Scheduled Cron Job Skipped Silently With No Error Logged

Q: Why was there no error at all in my application logs?

Most silent skips happen *before* your code runs: the scheduler never created the process. Timezone drift, the Kubernetes `> 100` missed-start cutoff, a `Forbid` concurrency skip, and a suspended schedule all live in the scheduler or controller layer, so your app logs stay clean. Check the scheduler's own events (`kubectl describe cronjob`, controller-manager logs, Airflow scheduler logs) first.

Q: What does `Too many missed start time (> 100)` actually mean?

The Kubernetes CronJob controller compares now against `status.lastScheduleTime` and counts how many scheduled times it missed. If that count exceeds 100 it stops trying and logs `Cannot determine if job needs to be started: Too many missed start time (> 100)`. The cure is to set `startingDeadlineSeconds` (which bounds the window it counts) and, if it is already stuck, recreate the CronJob to reset `lastScheduleTime`.

A scheduled job never fired and nothing showed up in logs. Fix it by going UTC-only, checking startingDeadlineSeconds, adding a heartbeat, and alerting on missed runs.

Published: May 24, 2026 Updated: Jun 18, 2026 Author: AI Productivity Guide Team 🌐 查看中文版本

You scheduled a job to run at 02:00 every day. This morning the downstream report is empty, the inbox is silent, and there is nothing useful in the log. No error, no stack trace, just a missing run.

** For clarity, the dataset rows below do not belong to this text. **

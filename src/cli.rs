//! Command-line surface and the load, compare, render pipeline behind it.

use std::fs::File;
use std::io::Write;
use std::path::{Path, PathBuf};

use clap::Parser;
use log::{info, warn};

use crate::compare::{compare, Thresholds, DEFAULT_THRESHOLD_PCT, TIER1_THRESHOLD_PCT};
use crate::error::CompareError;
use crate::loader::load_results;
use crate::report::{format_ci_annotations, format_json, format_report};

/// Compare BMB benchmark results between baseline and current runs.
#[derive(Debug, Clone, Parser)]
#[command(name = "bench-compare", version, about)]
pub struct Cli {
    /// Path to baseline results JSON.
    pub baseline: PathBuf,

    /// Path to current results JSON.
    pub current: PathBuf,

    /// Default threshold percentage.
    #[arg(long, value_name = "N", default_value_t = DEFAULT_THRESHOLD_PCT)]
    pub threshold: f64,

    /// Tier 1 threshold percentage.
    #[arg(long = "tier1-threshold", value_name = "N", default_value_t = TIER1_THRESHOLD_PCT)]
    pub tier1_threshold: f64,

    /// Fail on any Tier 1 regression.
    #[arg(long = "tier1-strict")]
    pub tier1_strict: bool,

    /// Also write the plaintext report to this file.
    #[arg(long, value_name = "FILE")]
    pub output: Option<PathBuf>,

    /// Output results in JSON format.
    #[arg(long)]
    pub json: bool,

    /// Emit GitHub Actions annotations after the report.
    #[arg(long)]
    pub ci: bool,
}

impl Cli {
    pub fn thresholds(&self) -> Thresholds {
        Thresholds::new(self.threshold, self.tier1_threshold)
    }
}

#[derive(Debug, Clone, Copy, PartialEq, Eq)]
pub struct RunOutcome {
    /// A tier 1 regression was found under `--tier1-strict`.
    pub failed: bool,
}

/// Load both result files, compare them, and write the selected report to
/// `out`.
pub fn run<W: Write>(cli: &Cli, out: &mut W) -> Result<RunOutcome, CompareError> {
    let baseline = load_results(&cli.baseline)?;
    let current = load_results(&cli.current)?;
    let comparisons = compare(&baseline, &current, cli.thresholds());

    if cli.json {
        if cli.ci {
            warn!("--ci has no effect together with --json");
        }
        if cli.output.is_some() {
            warn!("--output has no effect together with --json");
        }
        writeln!(out, "{}", format_json(&comparisons)?)?;
        return Ok(RunOutcome { failed: false });
    }

    let report = format_report(&comparisons, cli.tier1_strict);
    info!(
        "{} comparisons: {} regressions, {} improvements, {} unchanged, {} missing",
        comparisons.len(),
        report.summary.regressions,
        report.summary.improvements,
        report.summary.unchanged,
        report.summary.missing
    );
    writeln!(out, "{}", report.text)?;

    if cli.ci {
        for annotation in format_ci_annotations(&comparisons, cli.tier1_strict) {
            writeln!(out, "{annotation}")?;
        }
    }

    if let Some(path) = &cli.output {
        write_report(path, &report.text)?;
        info!("report written to {}", path.display());
        writeln!(out, "\nReport written to: {}", path.display())?;
    }

    Ok(RunOutcome {
        failed: report.failed(),
    })
}

fn write_report(path: &Path, text: &str) -> Result<(), CompareError> {
    let mut file = File::create(path).map_err(|e| CompareError::write(path, e))?;
    file.write_all(text.as_bytes())
        .map_err(|e| CompareError::write(path, e))
}
//! Reading benchmark result files.

use std::fs;
use std::path::Path;

use log::debug;

use crate::error::CompareError;
use crate::schema::{BenchmarkRecord, BenchmarkReport};

/// Load every record from the result file at `path`, in file order.
///
/// Duplicate `(tier, name)` entries are kept; the comparator decides which one
/// wins.
pub fn load_results<P: AsRef<Path>>(path: P) -> Result<Vec<BenchmarkRecord>, CompareError> {
    let path = path.as_ref();
    let contents = fs::read_to_string(path).map_err(|e| CompareError::read(path, e))?;
    let records = parse_results(&contents).map_err(|e| CompareError::parse(path, e))?;
    debug!(
        "loaded {} benchmark records from {}",
        records.len(),
        path.display()
    );
    Ok(records)
}

/// Parse a result document held in memory.
pub fn parse_results(json: &str) -> Result<Vec<BenchmarkRecord>, serde_json::Error> {
    let report: BenchmarkReport = serde_json::from_str(json)?;
    Ok(report.results)
}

Fastest fix: check three things in order. (1) The scheduler’s timezone vs the one you assumed (run date -u inside the container). (2) On Kubernetes, whether the CronJob controller is logging Too many missed start time (> 100) and refusing to start anything. (3) Whether a previous run is still holding a lock. Then make silent skips loud: emit a heartbeat per run and alert when an expected run does not arrive.

Which bucket are you in?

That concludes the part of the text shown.